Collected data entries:

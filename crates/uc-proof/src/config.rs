use std::fmt;

use serde::{Deserialize, Serialize};

/// Inclusive numeric range.
#[derive(Clone, Copy, Debug, PartialEq, Serialize, Deserialize)]
pub struct ValueRange {
    pub min: f64,
    pub max: f64,
}

impl ValueRange {
    pub const fn new(min: f64, max: f64) -> Self {
        Self { min, max }
    }

    pub fn contains(&self, value: f64) -> bool {
        value >= self.min && value <= self.max
    }
}

impl fmt::Display for ValueRange {
    fn fmt(&self, f: &mut fmt::Formatter<'_>) -> fmt::Result {
        write!(f, "[{}, {}]", self.min, self.max)
    }
}

/// Valid ranges and consistency limits for QUALITY proofs.
#[derive(Clone, Debug, PartialEq, Serialize, Deserialize)]
#[serde(default)]
pub struct QualityBounds {
    /// Moisture level, percent.
    pub moisture: ValueRange,
    /// Declared storage temperature, °C.
    pub temperature: ValueRange,
    /// Every value in the sensor series must fall in this range.
    pub reading_range: ValueRange,
    /// Largest allowed change between consecutive readings.
    pub max_step: f64,
    /// Largest allowed population standard deviation of the series.
    pub max_std_dev: f64,
    pub min_readings: usize,
    pub max_readings: usize,
}

impl Default for QualityBounds {
    fn default() -> Self {
        Self {
            moisture: ValueRange::new(8.0, 11.0),
            temperature: ValueRange::new(4.0, 10.0),
            reading_range: ValueRange::new(4.0, 10.0),
            max_step: 3.0,
            max_std_dev: 2.5,
            min_readings: 0,
            max_readings: 1024,
        }
    }
}

/// Reconciliation tolerance for ECONOMIC proofs.
#[derive(Clone, Debug, PartialEq, Serialize, Deserialize)]
#[serde(default)]
pub struct EconomicBounds {
    /// Absolute difference allowed between `paymentAmount` and
    /// `soldQuantity × unitPrice`, in currency units.
    pub tolerance: f64,
}

impl Default for EconomicBounds {
    fn default() -> Self {
        Self { tolerance: 0.01 }
    }
}

/// Plausibility limits for ROUTE proofs.
#[derive(Clone, Debug, PartialEq, Serialize, Deserialize)]
#[serde(default)]
pub struct RouteBounds {
    /// Degrees added on every side of the origin/destination envelope.
    pub margin_deg: f64,
    pub max_speed_kmh: f64,
    pub min_points: usize,
}

impl Default for RouteBounds {
    fn default() -> Self {
        Self {
            margin_deg: 0.5,
            max_speed_kmh: 120.0,
            min_points: 2,
        }
    }
}

/// Configuration for the proof engine.
#[derive(Clone, Debug, Default, PartialEq, Serialize, Deserialize)]
#[serde(default)]
pub struct ProofConfig {
    pub quality: QualityBounds,
    pub economic: EconomicBounds,
    pub route: RouteBounds,
}
/// Errors from record store operations.
#[derive(Debug, thiserror::Error)]
pub enum StoreError {
    /// An append did not carry the next sequence number for its stream.
    #[error("sequence gap in stream `{stream}`: expected {expected}, got {actual}")]
    SequenceGap {
        stream: String,
        expected: u64,
        actual: u64,
    },

    /// A persisted frame failed its checksum or could not be decoded.
    #[error("corrupt record {seq} in stream `{stream}` at byte offset {offset}: {reason}")]
    CorruptRecord {
        stream: String,
        /// 1-based position of the damaged frame.
        seq: u64,
        offset: u64,
        reason: String,
    },

    /// Stream names must be non-empty `[a-z0-9_-]`.
    #[error("invalid stream name: {0:?}")]
    InvalidStream(String),

    /// Serialization or deserialization failure.
    #[error("serialization error: {0}")]
    Serialization(String),

    /// I/O error from the underlying storage backend.
    #[error("I/O error: {0}")]
    Io(#[from] std::io::Error),

    /// A lock guarding store state was poisoned by a panicking writer.
    #[error("store lock poisoned")]
    LockPoisoned,
}

/// Result alias for store operations.
pub type StoreResult<T> = Result<T, StoreError>;

pub(crate) fn validate_stream(stream: &str) -> StoreResult<()> {
    let valid = !stream.is_empty()
        && stream
            .bytes()
            .all(|b| b.is_ascii_lowercase() || b.is_ascii_digit() || b == b'_' || b == b'-');
    if valid {
        Ok(())
    } else {
        Err(StoreError::InvalidStream(stream.to_string()))
    }
}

● **TASK REQUIREMENTS**: Within the entries above, find each line where "from" appears; copy every one.

● **PROBLEM SOLUTION**:
/// Errors from record store operations.
    /// I/O error from the underlying storage backend.
    Io(#[from] std::io::Error),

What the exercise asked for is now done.